Menos sermones, más preguntas poderosas
Cómo abrir el diálogo con tu hijo adolescente sin que se cierre
A veces sentimos que hablamos, explicamos, damos consejos… y nada parece entrar.
Es como si nuestros hijos adolescentes activaran un escudo invisible cada vez que intentamos enseñarles algo.
Y entonces subimos el volumen, repetimos el mensaje, insistimos. Pero cuanto más lo hacemos, más se alejan.
¿Por qué pasa esto?
Porque cuando nuestros hijos sienten que los estamos sermoneando, no se sienten escuchados… se sienten juzgados.

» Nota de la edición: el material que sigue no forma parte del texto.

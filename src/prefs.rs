use std::collections::HashMap;
use std::fs;
use std::path::PathBuf;
use std::sync::Mutex;

use serde::{Deserialize, Serialize};

use crate::errors::BotError;
use crate::i18n::Lang;

/// Per-user language preference storage. Swappable so the state machine can
/// be tested without filesystem I/O.
pub trait LangStore: Send + Sync {
    fn get(&self, user_id: u64) -> Option<Lang>;
    fn set(&self, user_id: u64, lang: Lang) -> Result<(), BotError>;
}

#[derive(Debug, Clone, Serialize, Deserialize)]
struct PrefRecord {
    lang: String,
}

/// Flat JSON file mapping user id to `{ "lang": "<tag>" }`. A missing or
/// malformed file is an empty store, never a fatal error. The whole store is
/// written back on every change; the mutex serializes writers so an update
/// for one user cannot drop another user's entry.
pub struct FileLangStore {
    path: PathBuf,
    entries: Mutex<HashMap<String, PrefRecord>>,
}

impl FileLangStore {
    pub fn load(path: PathBuf) -> Self {
        let entries = fs::read_to_string(&path)
            .ok()
            .and_then(|text| serde_json::from_str(&text).ok())
            .unwrap_or_default();
        Self {
            path,
            entries: Mutex::new(entries),
        }
    }
}

impl LangStore for FileLangStore {
    fn get(&self, user_id: u64) -> Option<Lang> {
        let entries = match self.entries.lock() {
            Ok(guard) => guard,
            Err(poisoned) => poisoned.into_inner(),
        };
        entries
            .get(&user_id.to_string())
            .and_then(|record| Lang::parse(&record.lang))
    }

    fn set(&self, user_id: u64, lang: Lang) -> Result<(), BotError> {
        let mut entries = match self.entries.lock() {
            Ok(guard) => guard,
            Err(poisoned) => poisoned.into_inner(),
        };
        entries.insert(
            user_id.to_string(),
            PrefRecord {
                lang: lang.as_str().to_string(),
            },
        );
        if let Some(parent) = self.path.parent() {
            fs::create_dir_all(parent)?;
        }
        fs::write(&self.path, serde_json::to_string_pretty(&*entries)?)?;
        Ok(())
    }
}

/// In-memory store for tests.
#[derive(Default)]
pub struct MemoryLangStore {
    entries: Mutex<HashMap<u64, Lang>>,
}

impl LangStore for MemoryLangStore {
    fn get(&self, user_id: u64) -> Option<Lang> {
        let entries = match self.entries.lock() {
            Ok(guard) => guard,
            Err(poisoned) => poisoned.into_inner(),
        };
        entries.get(&user_id).copied()
    }

    fn set(&self, user_id: u64, lang: Lang) -> Result<(), BotError> {
        let mut entries = match self.entries.lock() {
            Ok(guard) => guard,
            Err(poisoned) => poisoned.into_inner(),
        };
        entries.insert(user_id, lang);
        Ok(())
    }
}

#[cfg(test)]
mod tests {
    use super::*;

    #[test]
    fn missing_file_is_an_empty_store() {
        let dir = tempfile::tempdir().unwrap();
        let store = FileLangStore::load(dir.path().join("missing.json"));
        assert_eq!(store.get(1), None);
    }

    #[test]
    fn malformed_file_is_an_empty_store() {
        let dir = tempfile::tempdir().unwrap();
        let path = dir.path().join("prefs.json");
        fs::write(&path, "not json at all").unwrap();
        let store = FileLangStore::load(path);
        assert_eq!(store.get(1), None);
    }

    #[test]
    fn set_persists_across_reload() {
        let dir = tempfile::tempdir().unwrap();
        let path = dir.path().join("prefs.json");
        let store = FileLangStore::load(path.clone());
        store.set(42, Lang::Ru).unwrap();

        let reloaded = FileLangStore::load(path);
        assert_eq!(reloaded.get(42), Some(Lang::Ru));
        assert_eq!(reloaded.get(7), None);
    }

    #[test]
    fn set_for_one_user_keeps_the_other() {
        let dir = tempfile::tempdir().unwrap();
        let path = dir.path().join("prefs.json");
        let store = FileLangStore::load(path.clone());
        store.set(1, Lang::Ru).unwrap();
        store.set(2, Lang::En).unwrap();

        let reloaded = FileLangStore::load(path);
        assert_eq!(reloaded.get(1), Some(Lang::Ru));
        assert_eq!(reloaded.get(2), Some(Lang::En));
    }

    #[test]
    fn unknown_tag_in_store_reads_as_unset() {
        let dir = tempfile::tempdir().unwrap();
        let path = dir.path().join("prefs.json");
        fs::write(&path, r#"{"5":{"lang":"de"}}"#).unwrap();
        let store = FileLangStore::load(path);
        assert_eq!(store.get(5), None);
    }
}
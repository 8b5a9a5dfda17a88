use std::env;
use std::path::PathBuf;

use crate::errors::BotError;

pub const REBRICKABLE_BASE_URL: &str = "https://rebrickable.com/api/v3";

/// How many alternates to request from Rebrickable per query.
pub const FETCH_LIMIT: usize = 12;

/// Fixed deadline on the one upstream call per user action.
pub const FETCH_TIMEOUT_MS: u64 = 20_000;

pub const BOT_TOKEN_VAR: &str = "BOT_TOKEN";
pub const API_KEY_VAR: &str = "REBRICKABLE_API_KEY";
pub const PREFS_PATH_VAR: &str = "BRICKALTS_PREFS";

#[derive(Debug, Clone)]
pub struct Config {
    pub bot_token: String,
    pub api_key: String,
    pub prefs_path: PathBuf,
}

impl Config {
    /// Reads the two secrets from the environment. Either one missing is
    /// fatal at startup, not a runtime error.
    pub fn from_env(prefs_override: Option<PathBuf>) -> Result<Self, BotError> {
        let bot_token = require_env(BOT_TOKEN_VAR)?;
        let api_key = require_env(API_KEY_VAR)?;
        let prefs_path = match prefs_override.or_else(prefs_path_from_env) {
            Some(path) => path,
            None => default_prefs_path()?,
        };
        Ok(Self {
            bot_token,
            api_key,
            prefs_path,
        })
    }
}

fn require_env(name: &str) -> Result<String, BotError> {
    match env::var(name) {
        Ok(value) if !value.trim().is_empty() => Ok(value.trim().to_string()),
        _ => Err(BotError::Config(format!(
            "missing required environment variable {name}"
        ))),
    }
}

fn prefs_path_from_env() -> Option<PathBuf> {
    let value = env::var(PREFS_PATH_VAR).ok()?;
    if value.trim().is_empty() {
        return None;
    }
    Some(PathBuf::from(value.trim()))
}

fn default_prefs_path() -> Result<PathBuf, BotError> {
    let base = dirs::data_dir().ok_or_else(|| {
        BotError::Config("could not resolve data directory for this OS".to_string())
    })?;
    Ok(base.join("brickalts").join("lang_prefs.json"))
}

Y en lugar de abrirse, se cierran.
Lo que nuestros hijos más necesitan no siempre son respuestas
A veces lo que más necesitan es un espacio donde pensar en voz alta.
Un lugar seguro donde equivocarse sin ser corregidos de inmediato.
Alguien que les pregunte en vez de decirles qué hacer.
¿Qué pasaría si cambiamos el “Yo te digo cómo” por “Cuéntame tú”?
Cuando en lugar de imponer, preguntamos…
- Validamos su capacidad de pensar
- Fomentamos la reflexión
- Les damos un rol activo en la solución
- Y sobre todo, abrimos el diálogo sin confrontación
¿Cómo hacerlo en la práctica?
Aquí algunas preguntas poderosas que abren conversaciones reales:
🔹 En lugar de: “¡Otra vez te atrasaste con la tarea!”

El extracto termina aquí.